Em outubro passado, uma primeira operação já havia levado à prisão dois servidores da agência pela utilização ilegal do software espião israelense FirstMile, que monitorava sem autorização judicial os passos de adversários e até de aliados de Bolsonaro. No dia 25 de janeiro, o principal alvo dos mandados foi deputado Alexandre Ramagem (PL-RJ), ex-diretor da agência e pré-candidato do bolsonarismo à Prefeitura do Rio. Com ele a PF encontrou um telefone e um notebook da Abin, algo “inexplicável”, já que o deputado deixou a direção do órgão há mais de dois anos. E também um relatório que o informava sobre o andamento da investigação contra si próprio. Inadmissível este vazamento ocorrer em uma agência de Inteligência do Estado brasileiro, protegendo um homem público investigado.

Quatro dias depois desta bomba, foi a vez do vereador Carlos Bolsonaro, filho zero dois do ex-presidente, encarar os mandados de busca e apreensão. Ele é suspeito de ser um dos destinatários dos relatórios produzidos de forma ilegal dentro da agência. Em 2020, já havia sido acusado por Gustavo Bebbiano de querer criar uma “Abin paralela”. Também foi acusado pelo tenente-coronel Mauro Cid, braço direito de Bolsonaro em vários delitos, de comandar o “gabinete do ódio”, um bunker encravado no Palácio do Planalto para disparar fake news contra adversários. No dia 29, pouco antes da visita da polícia federal à casa onde estava, em Angra dos Reis, Carlos saiu bem cedo e apressado para um passeio de lancha e jetskis com o pai e os irmãos (o senador Flávio Bolsonaro, enrolado no esquema de rachadinhas e um dos supostos beneficiários da arapongagem). Certamente não foram pescar!

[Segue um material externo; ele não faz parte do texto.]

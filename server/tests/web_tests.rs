//! HTTP-level tests: the router served on an ephemeral port, exercised
//! with a real client.

use async_trait::async_trait;
use embedding::{Embedding, EmbeddingBatch, EmbeddingProvider, EmbeddingResult};
use serde_json::json;
use server::qdrant::{QdrantClient, QdrantConfig};
use server::search::SearchService;
use server::web::{self, AppState};
use std::sync::Arc;
use std::time::Duration;

struct FixedEmbedder;

#[async_trait]
impl EmbeddingProvider for FixedEmbedder {
    async fn embed_query(&self, _text: &str) -> EmbeddingResult<Embedding> {
        Ok(vec![0.5, 0.5, 0.5])
    }

    async fn embed_documents(&self, texts: &[String]) -> EmbeddingResult<EmbeddingBatch> {
        Ok(EmbeddingBatch::new(
            texts.iter().map(|_| vec![0.5, 0.5, 0.5]).collect(),
        ))
    }

    async fn health_check(&self) -> EmbeddingResult<()> {
        Ok(())
    }

    fn provider_name(&self) -> &'static str {
        "fixed"
    }
}

/// Embedder that never finishes in time, for exercising the request timeout.
struct StalledEmbedder;

#[async_trait]
impl EmbeddingProvider for StalledEmbedder {
    async fn embed_query(&self, _text: &str) -> EmbeddingResult<Embedding> {
        tokio::time::sleep(Duration::from_secs(5)).await;
        Ok(vec![0.5])
    }

    async fn embed_documents(&self, _texts: &[String]) -> EmbeddingResult<EmbeddingBatch> {
        tokio::time::sleep(Duration::from_secs(5)).await;
        Ok(EmbeddingBatch::new(vec![]))
    }

    async fn health_check(&self) -> EmbeddingResult<()> {
        Ok(())
    }

    fn provider_name(&self) -> &'static str {
        "stalled"
    }
}

async fn spawn_app(service: SearchService, request_timeout: Option<Duration>) -> String {
    let state = Arc::new(AppState {
        service,
        request_timeout,
    });
    let listener = tokio::net::TcpListener::bind("127.0.0.1:0").await.unwrap();
    let addr = listener.local_addr().unwrap();
    tokio::spawn(async move {
        axum::serve(listener, web::router(state)).await.unwrap();
    });
    format!("http://{addr}")
}

fn degraded_service() -> SearchService {
    SearchService::new(None, None, "taiwan_food_menu_azure", 0.65, 1)
}

#[tokio::test]
async fn test_index_serves_the_search_form() {
    let base = spawn_app(degraded_service(), None).await;

    let response = reqwest::get(&base).await.unwrap();
    assert_eq!(response.status(), 200);
    let content_type = response.headers()["content-type"].to_str().unwrap().to_string();
    assert!(content_type.starts_with("text/html"), "got: {content_type}");

    let body = response.text().await.unwrap();
    assert!(body.contains("<h1>Menu Search</h1>"));
    assert!(body.contains("<form method=\"post\""));
    assert!(body.contains("name=\"query\""));
    assert!(!body.contains("Search log"));
}

#[tokio::test]
async fn test_healthz_reports_ok() {
    let base = spawn_app(degraded_service(), None).await;

    let response = reqwest::get(format!("{base}/healthz")).await.unwrap();
    assert_eq!(response.status(), 200);

    let body: serde_json::Value = response.json().await.unwrap();
    assert_eq!(body["service"], "menu-search");
    assert_eq!(body["status"], "ok");
    assert!(body["version"].is_string());
}

#[tokio::test]
async fn test_blank_query_returns_the_empty_form() {
    let base = spawn_app(degraded_service(), None).await;

    let client = reqwest::Client::new();
    let response = client
        .post(&base)
        .form(&[("query", "   ")])
        .send()
        .await
        .unwrap();
    assert_eq!(response.status(), 200);

    let body = response.text().await.unwrap();
    assert!(body.contains("<form method=\"post\""));
    assert!(!body.contains("<h2>Results</h2>"));
    assert!(!body.contains("Search log"));
}

#[tokio::test]
async fn test_degraded_service_answers_with_error_and_log() {
    let base = spawn_app(degraded_service(), None).await;

    let client = reqwest::Client::new();
    let response = client
        .post(&base)
        .form(&[("query", "beef noodle")])
        .send()
        .await
        .unwrap();
    assert_eq!(response.status(), 200, "degraded service still answers");

    let body = response.text().await.unwrap();
    assert!(body.contains("Error: the embedding client is not initialized."));
    assert!(body.contains("<h2>Search log</h2>"));
    assert!(body.contains("Client initialization failed."));
    assert!(body.contains("User query: &quot;beef noodle&quot;"));
}

#[tokio::test]
async fn test_search_renders_results_through_the_page() {
    let mut qdrant = mockito::Server::new_async().await;
    let _info = qdrant
        .mock("GET", "/collections/menu_test")
        .with_status(200)
        .with_header("content-type", "application/json")
        .with_body(
            json!({"result": {"status": "green", "points_count": 2}}).to_string(),
        )
        .create_async()
        .await;
    let _search = qdrant
        .mock("POST", "/collections/menu_test/points/search")
        .with_status(200)
        .with_header("content-type", "application/json")
        .with_body(
            json!({
                "result": [
                    {"id": "a", "score": 0.82, "payload": {"item_name": "beef noodle soup"}}
                ]
            })
            .to_string(),
        )
        .create_async()
        .await;

    let store = QdrantClient::new(QdrantConfig::new(qdrant.url())).unwrap();
    let service = SearchService::new(Some(Arc::new(FixedEmbedder)), Some(store), "menu_test", 0.65, 1);
    let base = spawn_app(service, None).await;

    let client = reqwest::Client::new();
    let response = client
        .post(&base)
        .form(&[("query", "beef noodle")])
        .send()
        .await
        .unwrap();
    assert_eq!(response.status(), 200);

    let body = response.text().await.unwrap();
    assert!(body.contains("<h2>Results</h2>"));
    assert!(body.contains("<td>beef noodle soup</td><td>0.8200</td>"));
    assert!(body.contains("Raw search results"));
}

#[tokio::test]
async fn test_slow_search_hits_the_request_timeout() {
    let mut qdrant = mockito::Server::new_async().await;
    let _info = qdrant
        .mock("GET", "/collections/menu_test")
        .with_status(200)
        .with_header("content-type", "application/json")
        .with_body(
            json!({"result": {"status": "green", "points_count": 2}}).to_string(),
        )
        .create_async()
        .await;

    let store = QdrantClient::new(QdrantConfig::new(qdrant.url())).unwrap();
    let service = SearchService::new(
        Some(Arc::new(StalledEmbedder)),
        Some(store),
        "menu_test",
        0.65,
        1,
    );
    let base = spawn_app(service, Some(Duration::from_millis(50))).await;

    let client = reqwest::Client::new();
    let response = client
        .post(&base)
        .form(&[("query", "beef noodle")])
        .send()
        .await
        .unwrap();
    assert_eq!(response.status(), 503);
    assert_eq!(response.text().await.unwrap(), "The search request timed out.");
}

As operações da última semana comprovaram que ainda hoje há infiltrados na Abin, e levaram à exoneração do número dois do órgão, Alessandro Moretti. O aparato clandestino montado dentro da agência no governo Bolsonaro lembra, pela extensão de alvos de monitoramento, os terríveis tempos da ditadura militar, em que o Serviço Nacional de Inteligência (SNI) era utilizado para perseguir adversários e alimentar a paranoia dos generais. A Abin de Bolsonaro era nostálgica deste período. No relatório final da CPMI dos Atos Golpistas, já havíamos apontado que, na gestão de Bolsonaro, o órgão passou a estar “comprometido unicamente com os interesses do então presidente da República”.

Tudo agora está se confirmando, e as investigações continuam, degrau por degrau, a desbaratar o esquema criminoso. Esta semana, está prevista a ida do ex-chefe direto de Ramagem à Polícia Federal: o general Augusto Heleno. Heleno é literalmente um filhote da ditadura: quando jovem, foi ajudante de ordens do “linha-dura” Sylvio Frota, entusiasta das torturas e mortes nos porões, e sempre se mostrou um saudosista do período de trevas em que vivemos de 1964 a 1985. No governo de Bolsonaro, foi ministro-chefe do Gabinete de Segurança Institucional e a Abin era de sua responsabilidade direta. Heleno também é um dos 61 indiciados pela CPMI do Golpe. Em outro trecho do relatório final, alertamos que “o desvirtuamento, o enfraquecimento e o desmantelamento de um sistema de inteligência que, se tivesse sido levado a sério, poderia ter evitado os acontecimentos do dia 8 de janeiro”.

Os pontos se cruzam, as suspeitas se confirmam e a situação de Jair Bolsonaro vai ficando cada vez mais complicada. Com a Justiça, claro, mas também politicamente: na última sexta-feira, a imprensa divulgou alguns dos mais de 30 mil nomes vigiados pelo esquema fora-da-lei. Adversários como Rodrigo Maia, ex-presidente da Câmara, e os ministros do STF Luiz Roberto Barroso, Gilmar Mendes e Alexandre de Moraes eram de se esperar, mas até mesmo Anderson Torres, o fidelíssimo ex-ministro da Justiça de Bolsonaro e um dos principais articuladores do 8 de Janeiro, foi monitorado. Quem mais foi vítima deste esquema? O presidente do Congresso, senador Rodrigo Pacheco, já solicitou a lista. A sociedade quer saber.

Os próximos dias continuarão turbulentos para os bolsonaristas. Espero sinceramente que estejamos presenciando os capítulos derradeiros que marcarão a trajetória de Jair Bolsonaro nos livros escolares: o momento em que ele finalmente paga por seus crimes e vai para a cadeia. E o bolsonarismo, para a lata de lixo da História. Desta vez, sem anistia para golpista!

Este texto não representa, necessariamente, a opinião de CartaCapital.